Question

How would you calculate the number of moles of $Cl$ atoms in $3.61 \times {10^{24}}$ formula units of magnesium chloride, $MgC{l_2}$ ?

Answer 1

We are actually finding the number of moles of $MgC{l_2}$ by using Avogadro’s number. We have to know about formula units as it is mentioned in question . Formula units are those which are the empirical formula of any covalent or ionic network which is used as an independent entity to undergo stoichiometric calculations. It can also consider as a whole number ratio of ions which are represented in an ionic compound. Also, we have to understand that each formula unit of $MgC{l_2}$ possess two chlorine atoms. So, we have to proceed further by multiplying the number of formula units by conversion factor.

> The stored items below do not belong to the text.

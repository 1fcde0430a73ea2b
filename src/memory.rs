// SPDX-License-Identifier: LGPL-2.1-or-later
// Copyright (C) 2025 Distlock Contributors
//
// This file is part of distlock.
//
// distlock is free software: you can redistribute it and/or modify
// it under the terms of the GNU Lesser General Public License as published by
// the Free Software Foundation, either version 2.1 of the License, or
// (at your option) any later version.
//
// distlock is distributed in the hope that it will be useful,
// but WITHOUT ANY WARRANTY; without even the implied warranty of
// MERCHANTABILITY or FITNESS FOR A PARTICULAR PURPOSE. See the
// GNU Lesser General Public License for more details.
//
// You should have received a copy of the GNU Lesser General Public License
// along with distlock. If not, see <https://www.gnu.org/licenses/>.

//! In-memory lock store.
//!
//! ## Purpose
//! Single-process store for tests and intra-process coordination. It also
//! backs the [`PostgresStore`](crate::postgres::PostgresStore) as the guard
//! that serializes contenders sharing one database connection.
//!
//! ## Limitations
//! - Not persistent (holds are lost on restart)
//! - Not distributed (single process only)
//! - Expiry is checked lazily on access; a dead entry lingers until the
//!   next operation touches it

use std::collections::{HashMap, HashSet};
use std::time::{Duration, SystemTime};

use async_trait::async_trait;
use tokio::sync::Mutex;

use crate::error::{LockError, LockResult};
use crate::key::Key;
use crate::store::{Capabilities, LockStore};

const IDENTITY: &str = "in_memory";

#[derive(Debug, Default)]
struct Entry {
    writer: Option<String>,
    readers: HashSet<String>,
    expires_at: Option<SystemTime>,
}

impl Entry {
    fn is_expired(&self, now: SystemTime) -> bool {
        self.expires_at.is_some_and(|deadline| deadline <= now)
    }

    fn held_by(&self, token: &str) -> bool {
        self.writer.as_deref() == Some(token) || self.readers.contains(token)
    }

    /// Free for exclusive use by `token`: nobody else holds it in either
    /// mode.
    fn is_free_for(&self, token: &str) -> bool {
        (self.writer.is_none() || self.writer.as_deref() == Some(token))
            && self.readers.iter().all(|reader| reader == token)
    }
}

/// In-memory lock store (single mutex over a resource map).
#[derive(Debug, Default)]
pub struct InMemoryStore {
    entries: Mutex<HashMap<String, Entry>>,
}

impl InMemoryStore {
    /// Create a new in-memory store.
    pub fn new() -> Self {
        Self::default()
    }
}

#[async_trait]
impl LockStore for InMemoryStore {
    fn identity(&self) -> &'static str {
        IDENTITY
    }

    fn capabilities(&self) -> Capabilities {
        Capabilities::PERSISTING | Capabilities::SHARED
    }

    async fn save(&self, key: &mut Key) -> LockResult<()> {
        let token = key.unique_token(IDENTITY);
        let mut entries = self.entries.lock().await;
        let now = SystemTime::now();
        let entry = entries.entry(key.resource().to_string()).or_default();
        if entry.is_expired(now) {
            *entry = Entry::default();
        }
        if !entry.is_free_for(&token) {
            return Err(LockError::Conflicted(key.resource().to_string()));
        }
        // promotion: our own read-side hold is replaced by the write hold
        entry.readers.remove(&token);
        entry.writer = Some(token);
        Ok(())
    }

    async fn save_read(&self, key: &mut Key) -> LockResult<()> {
        let token = key.unique_token(IDENTITY);
        let mut entries = self.entries.lock().await;
        let now = SystemTime::now();
        let entry = entries.entry(key.resource().to_string()).or_default();
        if entry.is_expired(now) {
            *entry = Entry::default();
        }
        match entry.writer.as_deref() {
            Some(writer) if writer != token => {
                return Err(LockError::Conflicted(key.resource().to_string()));
            }
            // demotion: the write hold becomes a read hold
            Some(_) => entry.writer = None,
            None => {}
        }
        entry.readers.insert(token);
        Ok(())
    }

    async fn put_off_expiration(&self, key: &mut Key, ttl: Duration) -> LockResult<()> {
        let token = key.unique_token(IDENTITY);
        key.reduce_lifetime(ttl);
        let mut entries = self.entries.lock().await;
        let now = SystemTime::now();
        match entries.get_mut(key.resource()) {
            Some(entry) if !entry.is_expired(now) && entry.held_by(&token) => {
                entry.expires_at = Some(now + ttl);
                Ok(())
            }
            _ => Err(LockError::Conflicted(key.resource().to_string())),
        }
    }

    async fn delete(&self, key: &mut Key) -> LockResult<()> {
        let Some(token) = key.token(IDENTITY).map(str::to_string) else {
            return Ok(());
        };
        let mut entries = self.entries.lock().await;
        let remove = if let Some(entry) = entries.get_mut(key.resource()) {
            if entry.writer.as_deref() == Some(token.as_str()) {
                entry.writer = None;
            }
            entry.readers.remove(&token);
            entry.writer.is_none() && entry.readers.is_empty()
        } else {
            false
        };
        if remove {
            entries.remove(key.resource());
        }
        Ok(())
    }

    async fn exists(&self, key: &Key) -> LockResult<bool> {
        let Some(token) = key.token(IDENTITY) else {
            return Ok(false);
        };
        let entries = self.entries.lock().await;
        Ok(entries.get(key.resource()).is_some_and(|entry| {
            !entry.is_expired(SystemTime::now()) && entry.held_by(token)
        }))
    }
}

Formula used: $n = \dfrac{N}{{{N_A}}}$
Where $n =$ number of moles of particular substance
$N =$ number of formula units
${N_A} = 6.022 \times {10^{23}}mo{l^{ - 1}}$ ( Avogadro’s constant)

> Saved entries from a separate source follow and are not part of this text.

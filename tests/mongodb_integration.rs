// SPDX-License-Identifier: LGPL-2.1-or-later
// Copyright (C) 2025 Distlock Contributors
//
// This file is part of distlock.
//
// distlock is free software: you can redistribute it and/or modify
// it under the terms of the GNU Lesser General Public License as published by
// the Free Software Foundation, either version 2.1 of the License, or
// (at your option) any later version.
//
// distlock is distributed in the hope that it will be useful,
// but WITHOUT ANY WARRANTY; without even the implied warranty of
// MERCHANTABILITY or FITNESS FOR A PARTICULAR PURPOSE. See the
// GNU Lesser General Public License for more details.
//
// You should have received a copy of the GNU Lesser General Public License
// along with distlock. If not, see <https://www.gnu.org/licenses/>.

//! MongoDB store integration tests.
//!
//! Requires a reachable server; set `DISTLOCK_MONGODB_URL` or run one on
//! `mongodb://127.0.0.1:27017`.
//!
//! Expiry here is observed through `exists` (which compares `expires_at`
//! itself); the server-side TTL reaper only sweeps about once a minute and
//! is not what these tests wait on.

#[cfg(feature = "mongodb-backend")]
mod tests {
    use std::time::{Duration, SystemTime};

    use distlock::mongodb::{MongoDbStore, MongoDbStoreOptions};
    use distlock::{Key, LockError, LockStore};
    use tokio::time::sleep;

    fn mongodb_url() -> String {
        std::env::var("DISTLOCK_MONGODB_URL")
            .unwrap_or_else(|_| "mongodb://127.0.0.1:27017".to_string())
    }

    fn create_store() -> MongoDbStore {
        MongoDbStore::new(&mongodb_url(), MongoDbStoreOptions::new("distlock_tests")).unwrap()
    }

    fn unique_resource(prefix: &str) -> String {
        let nanos = SystemTime::now()
            .duration_since(SystemTime::UNIX_EPOCH)
            .unwrap()
            .as_nanos();
        format!("{prefix}-{nanos}")
    }

    #[tokio::test]
    async fn test_mongodb_exclusivity() {
        let store = create_store();
        let resource = unique_resource("excl");
        let mut holder = Key::new(resource.clone()).unwrap();
        let mut contender = Key::new(resource).unwrap();

        store.save(&mut holder).await.unwrap();
        assert!(matches!(
            store.save(&mut contender).await,
            Err(LockError::Conflicted(_))
        ));
        // idempotent for the same key
        store.save(&mut holder).await.unwrap();

        store.delete(&mut holder).await.unwrap();
        store.save(&mut contender).await.unwrap();
        store.delete(&mut contender).await.unwrap();
    }

    #[tokio::test]
    async fn test_mongodb_round_trip_and_independence() {
        let store = create_store();
        let mut a = Key::new(unique_resource("rt-a")).unwrap();
        let mut b = Key::new(unique_resource("rt-b")).unwrap();

        store.save(&mut a).await.unwrap();
        store.save(&mut b).await.unwrap();
        assert!(store.exists(&a).await.unwrap());

        store.delete(&mut a).await.unwrap();
        assert!(!store.exists(&a).await.unwrap());
        assert!(store.exists(&b).await.unwrap());
        store.delete(&mut b).await.unwrap();
    }

    #[tokio::test]
    async fn test_mongodb_non_owner_delete_is_a_noop() {
        let store = create_store();
        let resource = unique_resource("noop");
        let mut holder = Key::new(resource.clone()).unwrap();
        let mut other = Key::new(resource).unwrap();

        store.save(&mut holder).await.unwrap();
        other.unique_token(store.identity());
        store.delete(&mut other).await.unwrap();
        assert!(store.exists(&holder).await.unwrap());
        store.delete(&mut holder).await.unwrap();
    }

    #[tokio::test]
    async fn test_mongodb_expired_lock_is_reacquirable() {
        let mut options = MongoDbStoreOptions::new("distlock_tests");
        options.init_ttl = Duration::from_millis(300);
        let store = MongoDbStore::new(&mongodb_url(), options).unwrap();
        let resource = unique_resource("ttl");
        let mut holder = Key::new(resource.clone()).unwrap();
        let mut contender = Key::new(resource).unwrap();

        store.save(&mut holder).await.unwrap();
        sleep(Duration::from_millis(500)).await;

        assert!(!store.exists(&holder).await.unwrap());
        // the dead document is taken over in place
        store.save(&mut contender).await.unwrap();
        assert!(store.exists(&contender).await.unwrap());
        store.delete(&mut contender).await.unwrap();
    }

    #[tokio::test]
    async fn test_mongodb_put_off_requires_ownership() {
        let store = create_store();
        let resource = unique_resource("putoff");
        let mut holder = Key::new(resource.clone()).unwrap();
        let mut other = Key::new(resource).unwrap();

        store.save(&mut holder).await.unwrap();
        store
            .put_off_expiration(&mut holder, Duration::from_secs(30))
            .await
            .unwrap();
        other.unique_token(store.identity());
        assert!(matches!(
            store.put_off_expiration(&mut other, Duration::from_secs(30)).await,
            Err(LockError::Conflicted(_))
        ));
        store.delete(&mut holder).await.unwrap();
    }

    #[tokio::test]
    async fn test_mongodb_ttl_index_installation_is_idempotent() {
        let store = create_store();
        store.create_ttl_index().await.unwrap();
        store.create_ttl_index().await.unwrap();
    }
}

Complete step-by-step answer:
Actually the fact we use to deal with this question is that the ratio between Avogadro’s constant and number of formula units is equal to the number of moles which is already mentioned in the formula used above but in equation form.
As we know the formula units of $MgC{l_2}$ is given as follows,
${N_{MgC{l_2}}} = 3.61 \times {10^{24}}$
Now, let us find the number of moles of $MgC{l_2}$ using Avogadro’s constant which is as follows,
${n_{MgC{l_2}}} = \dfrac{{{N_{MgC{l_2}}}}}{{{N_A}}}$
Next, let us have a look on to the stoichiometry of the equation where the number of moles of chloride anions are twice as amount of moles of $MgC{l_2}$ , which will be as follows,
${n_{Cl}} = 2{n_{MgC{l_2}}} = 2\dfrac{{{N_{MgC{l_2}}}}}{{{N_A}}}$
Now, let us substitute the values in the above equation. Then it will be as follows,
${n_{Cl}} = 2\dfrac{{3.61 \times {{10}^{24}}}}{{6.022 \times {{10}^{23}}mo{l^{ - 1}}}}$
$= 12.0mol$
Hence, there are $12.0mol$ of $Cl$ atoms in $3.61 \times {10^{24}}$ formula units of magnesium chloride, $MgC{l_2}$ .

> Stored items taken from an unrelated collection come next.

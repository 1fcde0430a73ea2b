// SPDX-License-Identifier: LGPL-2.1-or-later
// Copyright (C) 2025 Distlock Contributors
//
// This file is part of distlock.
//
// distlock is free software: you can redistribute it and/or modify
// it under the terms of the GNU Lesser General Public License as published by
// the Free Software Foundation, either version 2.1 of the License, or
// (at your option) any later version.
//
// distlock is distributed in the hope that it will be useful,
// but WITHOUT ANY WARRANTY; without even the implied warranty of
// MERCHANTABILITY or FITNESS FOR A PARTICULAR PURPOSE. See the
// GNU Lesser General Public License for more details.
//
// You should have received a copy of the GNU Lesser General Public License
// along with distlock. If not, see <https://www.gnu.org/licenses/>.

//! Redis store integration tests.
//!
//! Requires a reachable Redis server; set `DISTLOCK_REDIS_URL` or run one
//! on `redis://127.0.0.1:6379`.

#[cfg(feature = "redis-backend")]
mod tests {
    use std::sync::Arc;
    use std::time::{Duration, SystemTime};

    use distlock::redis::RedisStore;
    use distlock::{Key, Lock, LockError, LockStore};
    use tokio::time::sleep;

    fn redis_url() -> String {
        std::env::var("DISTLOCK_REDIS_URL")
            .unwrap_or_else(|_| "redis://127.0.0.1:6379".to_string())
    }

    async fn create_store() -> RedisStore {
        RedisStore::new(&redis_url()).await.unwrap()
    }

    fn unique_resource(prefix: &str) -> String {
        let nanos = SystemTime::now()
            .duration_since(SystemTime::UNIX_EPOCH)
            .unwrap()
            .as_nanos();
        format!("{prefix}-{nanos}")
    }

    #[tokio::test]
    async fn test_redis_exclusivity() {
        let store = create_store().await;
        let resource = unique_resource("excl");
        let mut holder = Key::new(resource.clone()).unwrap();
        let mut contender = Key::new(resource).unwrap();

        store.save(&mut holder).await.unwrap();
        assert!(matches!(
            store.save(&mut contender).await,
            Err(LockError::Conflicted(_))
        ));
        // idempotent for the same key
        store.save(&mut holder).await.unwrap();

        store.delete(&mut holder).await.unwrap();
        store.save(&mut contender).await.unwrap();
        store.delete(&mut contender).await.unwrap();
    }

    #[tokio::test]
    async fn test_redis_round_trip_and_independence() {
        let store = create_store().await;
        let mut a = Key::new(unique_resource("rt-a")).unwrap();
        let mut b = Key::new(unique_resource("rt-b")).unwrap();

        store.save(&mut a).await.unwrap();
        store.save(&mut b).await.unwrap();
        assert!(store.exists(&a).await.unwrap());

        store.delete(&mut a).await.unwrap();
        assert!(!store.exists(&a).await.unwrap());
        assert!(store.exists(&b).await.unwrap());
        store.delete(&mut b).await.unwrap();
    }

    #[tokio::test]
    async fn test_redis_non_owner_delete_is_a_noop() {
        let store = create_store().await;
        let resource = unique_resource("noop");
        let mut holder = Key::new(resource.clone()).unwrap();
        let mut other = Key::new(resource).unwrap();

        store.save(&mut holder).await.unwrap();
        store.delete(&mut other).await.unwrap();
        assert!(store.exists(&holder).await.unwrap());
        store.delete(&mut holder).await.unwrap();
    }

    #[tokio::test]
    async fn test_redis_shared_holds() {
        let store = create_store().await;
        let resource = unique_resource("shared");
        let mut reader1 = Key::new(resource.clone()).unwrap();
        let mut reader2 = Key::new(resource.clone()).unwrap();
        let mut writer = Key::new(resource).unwrap();

        store.save_read(&mut reader1).await.unwrap();
        store.save_read(&mut reader2).await.unwrap();
        assert!(store.exists(&reader1).await.unwrap());

        assert!(matches!(
            store.save(&mut writer).await,
            Err(LockError::Conflicted(_))
        ));

        store.delete(&mut reader2).await.unwrap();
        // the remaining reader promotes
        store.save(&mut reader1).await.unwrap();
        assert!(matches!(
            store.save_read(&mut writer).await,
            Err(LockError::Conflicted(_))
        ));
        store.delete(&mut reader1).await.unwrap();
    }

    #[tokio::test]
    async fn test_redis_ttl_expiry() {
        let store = RedisStore::with_init_ttl(&redis_url(), Duration::from_millis(300))
            .await
            .unwrap();
        let resource = unique_resource("ttl");
        let mut holder = Key::new(resource.clone()).unwrap();
        let mut contender = Key::new(resource).unwrap();

        store.save(&mut holder).await.unwrap();
        sleep(Duration::from_millis(500)).await;

        assert!(!store.exists(&holder).await.unwrap());
        store.save(&mut contender).await.unwrap();
        store.delete(&mut contender).await.unwrap();
    }

    #[tokio::test]
    async fn test_redis_put_off_requires_ownership() {
        let store = create_store().await;
        let resource = unique_resource("putoff");
        let mut holder = Key::new(resource.clone()).unwrap();
        let mut other = Key::new(resource).unwrap();

        store.save(&mut holder).await.unwrap();
        store
            .put_off_expiration(&mut holder, Duration::from_secs(30))
            .await
            .unwrap();
        other.unique_token(store.identity());
        assert!(matches!(
            store.put_off_expiration(&mut other, Duration::from_secs(30)).await,
            Err(LockError::Conflicted(_))
        ));
        store.delete(&mut holder).await.unwrap();
    }

    #[tokio::test]
    async fn test_redis_lock_lease_outlives_initial_ttl() {
        let store = Arc::new(
            RedisStore::with_init_ttl(&redis_url(), Duration::from_millis(400))
                .await
                .unwrap(),
        );
        let resource = unique_resource("lease");
        let mut lock = Lock::new(
            Key::new(resource.clone()).unwrap(),
            Arc::clone(&store) as Arc<dyn LockStore>,
        );

        assert!(lock.acquire(false).await.unwrap());
        sleep(Duration::from_millis(250)).await;
        lock.refresh(Some(Duration::from_millis(400))).await.unwrap();
        sleep(Duration::from_millis(250)).await;
        // past the original deadline, inside the refreshed one
        assert!(lock.is_acquired().await.unwrap());
        lock.release().await.unwrap();

        let mut contender = Lock::new(
            Key::new(resource).unwrap(),
            store as Arc<dyn LockStore>,
        );
        assert!(contender.acquire(false).await.unwrap());
        contender.release().await.unwrap();
    }
}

Note: Actually the formula $MgC{l_2}$ makes us understand that in every unit of $MgC{l_2}$ , there are two units of $Cl$. We have to know that we can simply divide the total number of formula units of a given compound by Avogadro number. In this case, we know that here approximately six moles of $MgC{l_2}$ are present but we should not divide it by Avogadro number because we should note that if there are six moles of $MgC{l_2}$ , then there needs to be $2 \times 6 = 12moles$ of $Cl$ as we know there are two moles of $Cl$ ion per mole of $MgC{l_2}$.

So, we should be aware while dealing with this question as there is a chance of doing wrong calculation as we may have a tendency of not calculating the chlorine ions per mole of $MgC{l_2}$. Same steps and formula can be used to deal with any type of these kind questions.